Collected data:
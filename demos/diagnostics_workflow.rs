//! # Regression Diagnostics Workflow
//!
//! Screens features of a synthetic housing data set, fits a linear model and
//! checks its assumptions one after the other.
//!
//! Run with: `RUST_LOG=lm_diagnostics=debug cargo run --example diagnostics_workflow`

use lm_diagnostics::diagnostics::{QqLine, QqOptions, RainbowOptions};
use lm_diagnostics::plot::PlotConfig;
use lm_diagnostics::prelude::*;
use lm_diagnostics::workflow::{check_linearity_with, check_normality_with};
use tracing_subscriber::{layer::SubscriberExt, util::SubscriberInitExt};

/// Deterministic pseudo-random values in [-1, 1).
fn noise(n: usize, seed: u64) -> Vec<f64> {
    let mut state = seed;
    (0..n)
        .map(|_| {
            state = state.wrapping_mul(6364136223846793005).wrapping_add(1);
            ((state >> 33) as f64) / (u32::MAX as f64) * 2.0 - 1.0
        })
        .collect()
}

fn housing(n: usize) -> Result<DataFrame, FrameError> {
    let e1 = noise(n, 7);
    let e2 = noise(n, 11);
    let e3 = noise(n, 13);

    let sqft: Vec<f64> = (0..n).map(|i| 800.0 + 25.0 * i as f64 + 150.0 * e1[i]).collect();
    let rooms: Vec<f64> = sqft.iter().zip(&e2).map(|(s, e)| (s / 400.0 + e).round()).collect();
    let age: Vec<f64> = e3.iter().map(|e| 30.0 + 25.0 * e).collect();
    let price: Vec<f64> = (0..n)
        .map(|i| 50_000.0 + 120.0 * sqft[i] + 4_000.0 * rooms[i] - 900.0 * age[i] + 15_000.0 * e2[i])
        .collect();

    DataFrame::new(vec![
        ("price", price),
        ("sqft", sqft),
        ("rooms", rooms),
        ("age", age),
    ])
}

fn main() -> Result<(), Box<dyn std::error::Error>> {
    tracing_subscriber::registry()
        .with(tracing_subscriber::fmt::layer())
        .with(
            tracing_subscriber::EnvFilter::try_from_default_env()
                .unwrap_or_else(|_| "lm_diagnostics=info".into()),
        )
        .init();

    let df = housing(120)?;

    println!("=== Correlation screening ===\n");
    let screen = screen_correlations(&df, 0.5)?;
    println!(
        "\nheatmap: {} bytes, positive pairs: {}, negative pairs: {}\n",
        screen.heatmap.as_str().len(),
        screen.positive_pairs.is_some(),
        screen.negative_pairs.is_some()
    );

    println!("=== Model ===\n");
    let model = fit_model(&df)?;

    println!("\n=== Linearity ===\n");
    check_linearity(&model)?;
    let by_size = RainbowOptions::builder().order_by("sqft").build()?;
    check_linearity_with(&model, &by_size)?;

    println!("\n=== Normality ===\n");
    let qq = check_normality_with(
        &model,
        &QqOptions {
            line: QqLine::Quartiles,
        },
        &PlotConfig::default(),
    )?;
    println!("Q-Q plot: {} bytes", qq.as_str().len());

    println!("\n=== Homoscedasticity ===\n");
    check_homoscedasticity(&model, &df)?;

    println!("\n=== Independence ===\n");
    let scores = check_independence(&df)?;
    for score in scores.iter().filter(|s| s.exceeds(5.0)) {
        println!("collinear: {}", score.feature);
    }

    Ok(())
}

Exercise brief:
A verbatim transcription is needed of the lines above, starting at the line with "let rooms: Vec<f64>" and ending at the line with "tracing_subscriber::registry()", both included, and of nothing else.

Answer:
    let rooms: Vec<f64> = sqft.iter().zip(&e2).map(|(s, e)| (s / 400.0 + e).round()).collect();
    let age: Vec<f64> = e3.iter().map(|e| 30.0 + 25.0 * e).collect();
    let price: Vec<f64> = (0..n)
        .map(|i| 50_000.0 + 120.0 * sqft[i] + 4_000.0 * rooms[i] - 900.0 * age[i] + 15_000.0 * e2[i])
        .collect();

    DataFrame::new(vec![
        ("price", price),
        ("sqft", sqft),
        ("rooms", rooms),
        ("age", age),
    ])
}

fn main() -> Result<(), Box<dyn std::error::Error>> {
    tracing_subscriber::registry()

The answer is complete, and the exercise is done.